As reported by IT-Online on Monday, 12 May 2015 from a study conducted by auditing firm Price-waterhouse-Coopers, South Africa`s "tax laws have not kept pace with the growth of the digital economy and changes in the way in which business is conducted - they were designed at a time when today`s technology and business models were the work of science fiction and the ability of a company to conduct business in a country required a physical presence in the country". Many of the transnational corporations trading online in South Africa via digitalised electronic platforms do not have any physical presence in the country, and consumers are left without any protection on transactions gone wrong.

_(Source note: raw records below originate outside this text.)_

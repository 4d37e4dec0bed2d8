use crate::domain::{ChainConfig, ChainId};
use crate::error::BridgeError;

#[derive(Debug, Clone, PartialEq, Eq)]
pub enum SwitchPlan {
    /// Target is already selected; nothing to authorize.
    AlreadySelected,
    /// Authorization is required before `commit_switch`.
    Required {
        prev: ChainConfig,
        next: ChainConfig,
    },
}

/// Known chain configurations plus the selected one. The selection is an index into
/// `list`, so it can never dangle.
#[derive(Debug, Clone)]
pub struct ChainRegistry {
    list: Vec<ChainConfig>,
    selected: usize,
    pending_switch: Option<ChainId>,
}

impl ChainRegistry {
    pub fn new(bootstrap: ChainConfig) -> Self {
        Self {
            list: vec![bootstrap],
            selected: 0,
            pending_switch: None,
        }
    }

    pub fn with_chains(bootstrap: ChainConfig, others: impl IntoIterator<Item = ChainConfig>) -> Self {
        let mut registry = Self::new(bootstrap);
        for config in others {
            registry.add(config);
        }
        registry
    }

    pub fn list(&self) -> &[ChainConfig] {
        &self.list
    }

    pub fn selected(&self) -> &ChainConfig {
        &self.list[self.selected]
    }

    pub fn find(&self, chain_id: ChainId) -> Option<&ChainConfig> {
        self.list.iter().find(|c| c.chain_id == chain_id)
    }

    pub fn contains(&self, chain_id: ChainId) -> bool {
        self.find(chain_id).is_some()
    }

    pub fn pending_switch(&self) -> Option<ChainId> {
        self.pending_switch
    }

    /// Appends `config` unless its chain id is already known. Returns whether it was added.
    pub fn add(&mut self, config: ChainConfig) -> bool {
        if self.contains(config.chain_id) {
            return false;
        }
        self.list.push(config);
        true
    }

    /// Starts a switch. Returns immediately with no side effect when `target` is already
    /// selected; otherwise reserves the single pending-switch slot until the switch is
    /// committed or aborted.
    pub fn switch_to(&mut self, target: ChainId) -> Result<SwitchPlan, BridgeError> {
        if self.selected().chain_id == target {
            return Ok(SwitchPlan::AlreadySelected);
        }
        let next = self
            .find(target)
            .cloned()
            .ok_or(BridgeError::UnknownChain(target))?;
        if let Some(pending) = self.pending_switch {
            return Err(BridgeError::SwitchPending(pending));
        }
        self.pending_switch = Some(target);
        Ok(SwitchPlan::Required {
            prev: self.selected().clone(),
            next,
        })
    }

    pub fn commit_switch(&mut self, target: ChainId) -> Result<&ChainConfig, BridgeError> {
        let idx = self
            .list
            .iter()
            .position(|c| c.chain_id == target)
            .ok_or(BridgeError::UnknownChain(target))?;
        if self.pending_switch == Some(target) {
            self.pending_switch = None;
        }
        self.selected = idx;
        Ok(&self.list[idx])
    }

    pub fn abort_switch(&mut self, target: ChainId) {
        if self.pending_switch == Some(target) {
            self.pending_switch = None;
        }
    }
}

Meanwhile, South African-based enterprises and consumers are required to pay tax, including VAT on goods and services. This difference in treatment transcends in prices and destroys local economic and enterprise development including co-operatives and therefore inhibits production and industrialisation in our country. All trade and retail transactions and income made from payments processed in the South African territory must be subject to the tax laws of our country as common standard regardless of whether they are physical or digital.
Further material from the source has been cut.